Source data:
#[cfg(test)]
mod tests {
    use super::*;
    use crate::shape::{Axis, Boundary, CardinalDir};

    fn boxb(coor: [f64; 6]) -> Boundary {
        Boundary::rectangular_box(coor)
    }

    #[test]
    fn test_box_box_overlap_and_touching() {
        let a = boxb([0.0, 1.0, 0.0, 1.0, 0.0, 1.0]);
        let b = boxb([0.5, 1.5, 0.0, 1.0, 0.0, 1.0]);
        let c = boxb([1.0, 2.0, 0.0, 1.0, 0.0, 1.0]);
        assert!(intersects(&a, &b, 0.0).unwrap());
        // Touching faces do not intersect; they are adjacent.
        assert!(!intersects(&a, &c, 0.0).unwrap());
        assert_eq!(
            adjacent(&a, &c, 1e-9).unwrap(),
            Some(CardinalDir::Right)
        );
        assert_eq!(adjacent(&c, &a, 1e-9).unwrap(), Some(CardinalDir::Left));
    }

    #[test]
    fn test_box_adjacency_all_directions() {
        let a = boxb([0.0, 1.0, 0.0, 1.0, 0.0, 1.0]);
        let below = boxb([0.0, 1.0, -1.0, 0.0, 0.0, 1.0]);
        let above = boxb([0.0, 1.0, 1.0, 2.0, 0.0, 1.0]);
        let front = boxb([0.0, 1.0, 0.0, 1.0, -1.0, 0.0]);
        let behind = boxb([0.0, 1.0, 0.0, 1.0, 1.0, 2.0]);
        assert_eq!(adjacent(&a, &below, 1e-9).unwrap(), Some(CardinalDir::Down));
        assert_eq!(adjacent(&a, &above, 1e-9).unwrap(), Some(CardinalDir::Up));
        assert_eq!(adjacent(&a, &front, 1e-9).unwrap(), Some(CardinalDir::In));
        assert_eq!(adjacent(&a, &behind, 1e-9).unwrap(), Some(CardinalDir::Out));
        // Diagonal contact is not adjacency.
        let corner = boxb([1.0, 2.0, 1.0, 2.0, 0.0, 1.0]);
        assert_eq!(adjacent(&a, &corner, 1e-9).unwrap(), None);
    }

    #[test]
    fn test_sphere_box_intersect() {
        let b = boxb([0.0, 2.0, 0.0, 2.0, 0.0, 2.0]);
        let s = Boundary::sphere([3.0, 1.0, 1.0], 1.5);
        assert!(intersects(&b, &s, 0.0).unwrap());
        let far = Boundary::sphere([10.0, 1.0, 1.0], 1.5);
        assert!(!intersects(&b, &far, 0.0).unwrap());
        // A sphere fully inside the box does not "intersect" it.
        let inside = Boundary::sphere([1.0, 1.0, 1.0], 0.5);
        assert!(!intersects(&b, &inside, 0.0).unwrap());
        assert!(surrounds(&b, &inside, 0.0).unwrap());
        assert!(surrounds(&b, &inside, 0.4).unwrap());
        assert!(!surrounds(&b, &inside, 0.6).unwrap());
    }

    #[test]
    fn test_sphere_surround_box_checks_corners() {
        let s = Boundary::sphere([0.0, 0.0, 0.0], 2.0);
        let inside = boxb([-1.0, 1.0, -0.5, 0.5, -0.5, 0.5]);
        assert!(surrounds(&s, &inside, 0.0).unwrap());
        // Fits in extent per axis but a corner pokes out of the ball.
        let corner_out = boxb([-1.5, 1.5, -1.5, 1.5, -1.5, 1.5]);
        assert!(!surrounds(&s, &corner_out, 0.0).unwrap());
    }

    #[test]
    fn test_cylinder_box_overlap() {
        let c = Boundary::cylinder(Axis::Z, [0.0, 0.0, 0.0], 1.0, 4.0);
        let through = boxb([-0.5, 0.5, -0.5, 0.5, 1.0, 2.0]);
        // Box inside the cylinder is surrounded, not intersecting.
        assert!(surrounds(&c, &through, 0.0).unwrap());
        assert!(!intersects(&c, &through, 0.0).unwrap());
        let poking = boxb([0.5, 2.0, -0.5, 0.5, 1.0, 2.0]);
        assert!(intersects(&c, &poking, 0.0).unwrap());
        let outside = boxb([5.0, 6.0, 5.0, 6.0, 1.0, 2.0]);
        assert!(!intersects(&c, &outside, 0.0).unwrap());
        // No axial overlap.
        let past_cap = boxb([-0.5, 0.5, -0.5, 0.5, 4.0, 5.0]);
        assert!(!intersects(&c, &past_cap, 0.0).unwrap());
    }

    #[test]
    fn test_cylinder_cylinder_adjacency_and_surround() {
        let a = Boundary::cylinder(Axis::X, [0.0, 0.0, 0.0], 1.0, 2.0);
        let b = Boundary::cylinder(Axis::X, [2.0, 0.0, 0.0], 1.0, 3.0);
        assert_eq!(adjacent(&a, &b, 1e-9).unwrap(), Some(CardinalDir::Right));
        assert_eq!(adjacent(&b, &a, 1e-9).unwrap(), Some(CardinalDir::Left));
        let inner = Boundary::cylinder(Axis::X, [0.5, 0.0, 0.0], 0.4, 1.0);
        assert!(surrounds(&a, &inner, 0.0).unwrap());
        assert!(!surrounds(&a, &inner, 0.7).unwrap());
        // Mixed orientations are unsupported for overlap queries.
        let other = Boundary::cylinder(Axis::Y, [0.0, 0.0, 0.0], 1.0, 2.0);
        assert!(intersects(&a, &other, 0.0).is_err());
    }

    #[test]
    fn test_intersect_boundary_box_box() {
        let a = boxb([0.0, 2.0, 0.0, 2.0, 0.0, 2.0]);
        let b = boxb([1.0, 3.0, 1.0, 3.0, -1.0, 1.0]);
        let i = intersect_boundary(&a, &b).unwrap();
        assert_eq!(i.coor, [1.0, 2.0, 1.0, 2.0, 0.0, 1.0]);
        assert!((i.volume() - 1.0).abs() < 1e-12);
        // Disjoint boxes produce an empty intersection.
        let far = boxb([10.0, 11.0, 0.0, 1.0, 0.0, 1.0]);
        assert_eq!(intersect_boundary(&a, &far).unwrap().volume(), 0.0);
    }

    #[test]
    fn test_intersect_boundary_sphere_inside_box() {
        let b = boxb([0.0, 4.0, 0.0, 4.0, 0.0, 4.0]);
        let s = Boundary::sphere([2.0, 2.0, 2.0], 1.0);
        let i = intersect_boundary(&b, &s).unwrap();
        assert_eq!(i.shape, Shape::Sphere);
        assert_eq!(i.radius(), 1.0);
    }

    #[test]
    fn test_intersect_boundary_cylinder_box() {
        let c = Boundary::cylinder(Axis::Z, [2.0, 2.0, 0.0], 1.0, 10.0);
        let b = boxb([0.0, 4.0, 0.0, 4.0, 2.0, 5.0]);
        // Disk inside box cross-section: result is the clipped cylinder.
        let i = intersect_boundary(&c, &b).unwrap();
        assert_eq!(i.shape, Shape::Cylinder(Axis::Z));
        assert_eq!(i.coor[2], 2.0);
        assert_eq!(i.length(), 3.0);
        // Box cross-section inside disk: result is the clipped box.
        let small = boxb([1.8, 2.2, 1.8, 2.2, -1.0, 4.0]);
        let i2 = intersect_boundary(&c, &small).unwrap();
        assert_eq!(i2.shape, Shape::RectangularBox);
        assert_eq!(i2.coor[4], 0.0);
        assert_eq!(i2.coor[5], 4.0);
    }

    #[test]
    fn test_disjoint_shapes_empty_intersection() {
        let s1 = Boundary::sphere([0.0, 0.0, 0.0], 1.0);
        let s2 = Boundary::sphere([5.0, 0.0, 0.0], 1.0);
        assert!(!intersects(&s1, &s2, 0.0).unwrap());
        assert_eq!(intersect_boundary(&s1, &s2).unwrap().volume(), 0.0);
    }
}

Exercise directions: Search the entries above for lines containing the word "below", and copy each one.

Exercise solution:
        let below = boxb([0.0, 1.0, -1.0, 0.0, 0.0, 1.0]);
        assert_eq!(adjacent(&a, &below, 1e-9).unwrap(), Some(CardinalDir::Down));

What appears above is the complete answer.